To do: Scan the entries below. Return every line that includes "VertexId".

[Stored data entries]
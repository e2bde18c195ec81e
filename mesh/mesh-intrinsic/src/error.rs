//! Error types for intrinsic triangulation operations.

use mesh_halfedge::{EdgeId, FaceId, HalfedgeId, VertexId};
use thiserror::Error;

/// Result type for intrinsic triangulation operations.
pub type IntrinsicResult<T> = Result<T, IntrinsicError>;

/// Errors that can occur while building or mutating an intrinsic
/// triangulation.
///
/// Data-dependent geometric infeasibility (a non-convex flip quadrilateral,
/// a split violating the triangle inequality, an irreducible vertex star) is
/// not an error: those operations return `false` or `None` and leave the
/// triangulation unchanged. Errors are reserved for caller bugs and for
/// invariant corruption, after which the structure must be discarded.
#[derive(Debug, Error)]
pub enum IntrinsicError {
    /// An edge length is zero, negative, or breaks the triangle inequality.
    #[error("edge {edge:?} has invalid length {length}")]
    InvalidEdgeLength {
        /// The offending edge.
        edge: EdgeId,
        /// The offending length.
        length: f64,
    },

    /// A face of the input breaks the strict triangle inequality.
    #[error("input face {face:?} violates the triangle inequality")]
    TriangleInequality {
        /// The offending face.
        face: FaceId,
    },

    /// Attempted to remove a vertex of the original input mesh.
    #[error("vertex {vertex:?} belongs to the input mesh and cannot be removed")]
    RemoveOriginalVertex {
        /// The offending vertex.
        vertex: VertexId,
    },

    /// Attempted to insert at a vertex surface point.
    #[error("cannot insert a vertex at an existing vertex {vertex:?}")]
    InsertAtVertex {
        /// The offending vertex.
        vertex: VertexId,
    },

    /// Queried the shared input edge of a half-edge that does not run along
    /// one.
    #[error("halfedge {halfedge:?} does not lie along an input edge")]
    NotASharedEdge {
        /// The offending half-edge.
        halfedge: HalfedgeId,
    },

    /// The integer crossing bookkeeping contradicted itself mid-trace. The
    /// triangulation is poisoned and must be rebuilt.
    #[error("normal coordinates are corrupt near {halfedge:?}: {detail}")]
    CorruptNormalCoordinates {
        /// Half-edge at which the inconsistency surfaced.
        halfedge: HalfedgeId,
        /// What went wrong.
        detail: &'static str,
    },

    /// The operation is not available on this representation.
    #[error("operation not supported by this representation: {operation}")]
    Unsupported {
        /// Name of the unavailable operation.
        operation: &'static str,
    },
}

#[cfg(test)]
mod tests {
    use super::*;

    #[test]
    fn test_error_display() {
        let err = IntrinsicError::RemoveOriginalVertex {
            vertex: VertexId::from_index(2),
        };
        assert!(format!("{err}").contains("v2"));

        let err = IntrinsicError::CorruptNormalCoordinates {
            halfedge: HalfedgeId::from_index(5),
            detail: "crossing count went negative",
        };
        assert!(format!("{err}").contains("negative"));
    }
}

Solution for this exercise:
use mesh_halfedge::{EdgeId, FaceId, HalfedgeId, VertexId};
        vertex: VertexId,
        vertex: VertexId,
            vertex: VertexId::from_index(2),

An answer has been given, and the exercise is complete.